▶ YOUR ASSIGNMENT
Give the count of lines in the entries below that contain the string "trimmed", and only that count.

▶ Saved entries
•••••

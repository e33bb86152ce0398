use thiserror::Error;

/// Errors produced by type operations.
#[derive(Debug, Error, PartialEq, Eq)]
pub enum TypeError {
    #[error("unknown component kind: {0}")]
    UnknownKind(String),

    #[error("field group must name at least one field")]
    EmptyFieldGroup,
}
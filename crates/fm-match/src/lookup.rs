use std::collections::BTreeMap;
use std::fmt;

use fm_types::Record;

/// Field values a candidate record must carry to match.
///
/// Values are stored trimmed. A candidate matches when, for every field in
/// the lookup, its own trimmed value is textually equal; a field missing
/// from the candidate is a non-match.
#[derive(Clone, Debug, Default, PartialEq, Eq)]
pub struct Lookup(BTreeMap<String, String>);

impl Lookup {
    /// Create an empty lookup. An empty lookup matches every record.
    pub fn new() -> Self {
        Self::default()
    }

    /// Require `field` to equal `value` (trimmed).
    pub fn insert(&mut self, field: impl Into<String>, value: impl AsRef<str>) {
        self.0.insert(field.into(), value.as_ref().trim().to_string());
    }

    /// Builder form of [`Lookup::insert`].
    pub fn with(mut self, field: impl Into<String>, value: impl AsRef<str>) -> Self {
        self.insert(field, value);
        self
    }

    /// Returns `true` if `record` satisfies every entry.
    pub fn matches(&self, record: &Record) -> bool {
        self.0
            .iter()
            .all(|(field, value)| record.text(field).as_deref() == Some(value.as_str()))
    }

    pub fn is_empty(&self) -> bool {
        self.0.is_empty()
    }

    pub fn len(&self) -> usize {
        self.0.len()
    }

    pub fn iter(&self) -> impl Iterator<Item = (&str, &str)> {
        self.0.iter().map(|(k, v)| (k.as_str(), v.as_str()))
    }
}

impl<K: Into<String>, V: AsRef<str>> FromIterator<(K, V)> for Lookup {
    fn from_iter<I: IntoIterator<Item = (K, V)>>(iter: I) -> Self {
        let mut lookup = Self::new();
        for (k, v) in iter {
            lookup.insert(k, v);
        }
        lookup
    }
}

impl fmt::Display for Lookup {
    fn fmt(&self, f: &mut fmt::Formatter<'_>) -> fmt::Result {
        let parts: Vec<String> = self.0.iter().map(|(k, v)| format!("{k}={v}")).collect();
        write!(f, "{{{}}}", parts.join(", "))
    }
}
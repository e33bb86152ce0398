//! Display ordering of record tables.

use std::cmp::Ordering;

use fm_config::ReconConfig;
use fm_types::{DeviceFacts, Facts, Record, Value};

/// Field never used as a sort key; it is the same for every row of a device.
const DEVICE_FIELD: &str = "device";

/// Sort every record table in `facts` by its unique-field values.
///
/// Keys are the fields of all unique field groups in declaration order,
/// minus `device`. Integers compare by number, other values as trimmed
/// text, and missing values first. The sort is stable, so rows
/// with equal keys keep their relative order. Tables of components that are
/// not catalogued as record tables are left alone.
pub fn sort_results(facts: &mut DeviceFacts, config: &ReconConfig) {
    for (component, by_source) in facts.iter_mut() {
        let keys = sort_keys(config, component);
        if keys.is_empty() {
            continue;
        }
        for payload in by_source.values_mut() {
            if let Facts::Table(rows) = payload {
                rows.sort_by(|a, b| compare_by(&keys, a, b));
            }
        }
    }
}

fn sort_keys<'c>(config: &'c ReconConfig, component: &str) -> Vec<&'c str> {
    let mut keys: Vec<&str> = Vec::new();
    for group in config.unique_fields(component) {
        for field in group.fields() {
            if field != DEVICE_FIELD && !keys.contains(&field.as_str()) {
                keys.push(field.as_str());
            }
        }
    }
    keys
}

const MISSING: Value = Value::Null;

fn compare_by(keys: &[&str], a: &Record, b: &Record) -> Ordering {
    keys.iter()
        .map(|key| {
            let left = a.get(key).unwrap_or(&MISSING);
            left.display_cmp(b.get(key).unwrap_or(&MISSING))
        })
        .find(|ordering| ordering.is_ne())
        .unwrap_or(Ordering::Equal)
}
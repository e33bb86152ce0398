use std::collections::BTreeMap;

use serde::{Deserialize, Serialize};

use crate::record::Record;
use crate::value::Value;

/// Source name reserved for the persisted baseline.
pub const DATABASE_SOURCE: &str = "database";

/// Source name reserved for the merger's canonical output.
pub const MERGED_SOURCE: &str = "merged";

/// Returns `true` for the two reserved source names.
pub fn is_reserved_source(source: &str) -> bool {
    source == DATABASE_SOURCE || source == MERGED_SOURCE
}

/// What one source reported for one component.
///
/// Deserialized untagged: an array of objects is a table, an array of
/// scalars is a list, anything else is a scalar. An empty array is an empty
/// table.
#[derive(Clone, Debug, PartialEq, Eq, Serialize, Deserialize)]
#[serde(untagged)]
pub enum Facts {
    /// Records requiring identity matching (`memory`, `disks`).
    Table(Vec<Record>),
    /// Unordered primitive values (`mac_addresses`).
    List(Vec<Value>),
    /// A single value (`model_name`, `type`).
    Scalar(Value),
}

impl Facts {
    /// Short name of the payload shape, used in errors and logs.
    pub fn shape(&self) -> &'static str {
        match self {
            Self::Table(_) => "table",
            Self::List(_) => "list",
            Self::Scalar(_) => "scalar",
        }
    }

    /// Borrow the records of a table payload.
    pub fn as_table(&self) -> Option<&[Record]> {
        match self {
            Self::Table(rows) => Some(rows),
            _ => None,
        }
    }

    /// Borrow the values of a list payload.
    pub fn as_list(&self) -> Option<&[Value]> {
        match self {
            Self::List(values) => Some(values),
            // An empty table is indistinguishable from an empty list on the wire.
            Self::Table(rows) if rows.is_empty() => Some(&[]),
            _ => None,
        }
    }

    /// Borrow the value of a scalar payload.
    pub fn as_scalar(&self) -> Option<&Value> {
        match self {
            Self::Scalar(value) => Some(value),
            _ => None,
        }
    }
}

impl From<Vec<Record>> for Facts {
    fn from(rows: Vec<Record>) -> Self {
        Self::Table(rows)
    }
}

impl From<Value> for Facts {
    fn from(value: Value) -> Self {
        Self::Scalar(value)
    }
}

/// Per-source payloads for one component: `source name -> facts`.
pub type BySource = BTreeMap<String, Facts>;

/// All components for one device: `component name -> source name -> facts`.
pub type DeviceFacts = BTreeMap<String, BySource>;

#[cfg(test)]
mod tests {
    use super::*;
    use crate::record;

    #[test]
    fn reserved_names() {
        assert!(is_reserved_source("database"));
        assert!(is_reserved_source("merged"));
        assert!(!is_reserved_source("puppet"));
    }

    #[test]
    fn shape_detection_from_json() {
        let by: BySource = serde_json::from_str(
            r#"{
                "table": [{"serial_number": "sn1"}],
                "list": ["aa:bb", "cc:dd"],
                "scalar": "Dell R610",
                "empty": []
            }"#,
        )
        .unwrap();
        assert_eq!(by["table"], Facts::Table(vec![record! { "serial_number" => "sn1" }]));
        assert_eq!(by["list"].shape(), "list");
        assert_eq!(by["scalar"], Facts::Scalar(Value::from("Dell R610")));
        assert_eq!(by["empty"], Facts::Table(vec![]));
        assert_eq!(by["empty"].as_list(), Some(&[][..]));
    }
}
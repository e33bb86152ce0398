use fm_types::Record;

use crate::lookup::Lookup;

/// Index of the first candidate satisfying `lookup`.
pub fn find_match_index(candidates: &[Record], lookup: &Lookup) -> Option<usize> {
    candidates.iter().position(|candidate| lookup.matches(candidate))
}

/// The first candidate satisfying `lookup`, in iteration order.
///
/// No ambiguity detection: if several candidates qualify, the earliest wins.
pub fn find_match<'a>(candidates: &'a [Record], lookup: &Lookup) -> Option<&'a Record> {
    find_match_index(candidates, lookup).map(|i| &candidates[i])
}

/// Index of the first candidate satisfying `lookup` that is not yet
/// consumed. `consumed` is indexed like `candidates`; indices beyond its
/// length count as unconsumed.
pub fn find_unconsumed_match(
    candidates: &[Record],
    lookup: &Lookup,
    consumed: &[bool],
) -> Option<usize> {
    candidates
        .iter()
        .enumerate()
        .filter(|(i, _)| !consumed.get(*i).copied().unwrap_or(false))
        .find(|(_, candidate)| lookup.matches(candidate))
        .map(|(i, _)| i)
}
//! Inkpost - a small blog post admin

use anyhow::Result;
use std::path::Path;
use tracing_subscriber::{layer::SubscriberExt, util::SubscriberInitExt};

use inkpost::{
    api::{self, AppState},
    config::Config,
    db,
    theme::ThemeEngine,
};

#[tokio::main]
async fn main() -> Result<()> {
    tracing_subscriber::registry()
        .with(
            tracing_subscriber::EnvFilter::try_from_default_env()
                .unwrap_or_else(|_| "inkpost=info,tower_http=debug".into()),
        )
        .with(tracing_subscriber::fmt::layer())
        .init();

    tracing::info!("Starting Inkpost...");

    let config = Config::load_with_env(Path::new("config.yml"))?;
    tracing::info!("Configuration loaded");

    let pool = db::create_pool(&config.database).await?;
    tracing::info!("Database connected: {:?}", config.database.driver);

    db::schema::ensure_schema(&pool).await?;
    tracing::info!("Database schema ready");

    let theme_engine = match &config.theme.path {
        Some(dir) => ThemeEngine::with_overrides(dir)?,
        None => ThemeEngine::new()?,
    };

    let state = AppState::new(pool.clone(), theme_engine);
    let app = api::build_router(state);

    let addr = config.bind_addr();
    let listener = tokio::net::TcpListener::bind(&addr).await?;
    tracing::info!("Server listening on http://{}", addr);

    axum::serve(listener, app)
        .with_graceful_shutdown(shutdown_signal())
        .await?;

    pool.close().await;
    tracing::info!("Shut down cleanly");
    Ok(())
}

async fn shutdown_signal() {
    if let Err(e) = tokio::signal::ctrl_c().await {
        tracing::error!("Failed to listen for shutdown signal: {}", e);
        std::future::pending::<()>().await;
    }
    tracing::info!("Shutdown signal received");
}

•••••

▶ TASK OUTPUT
4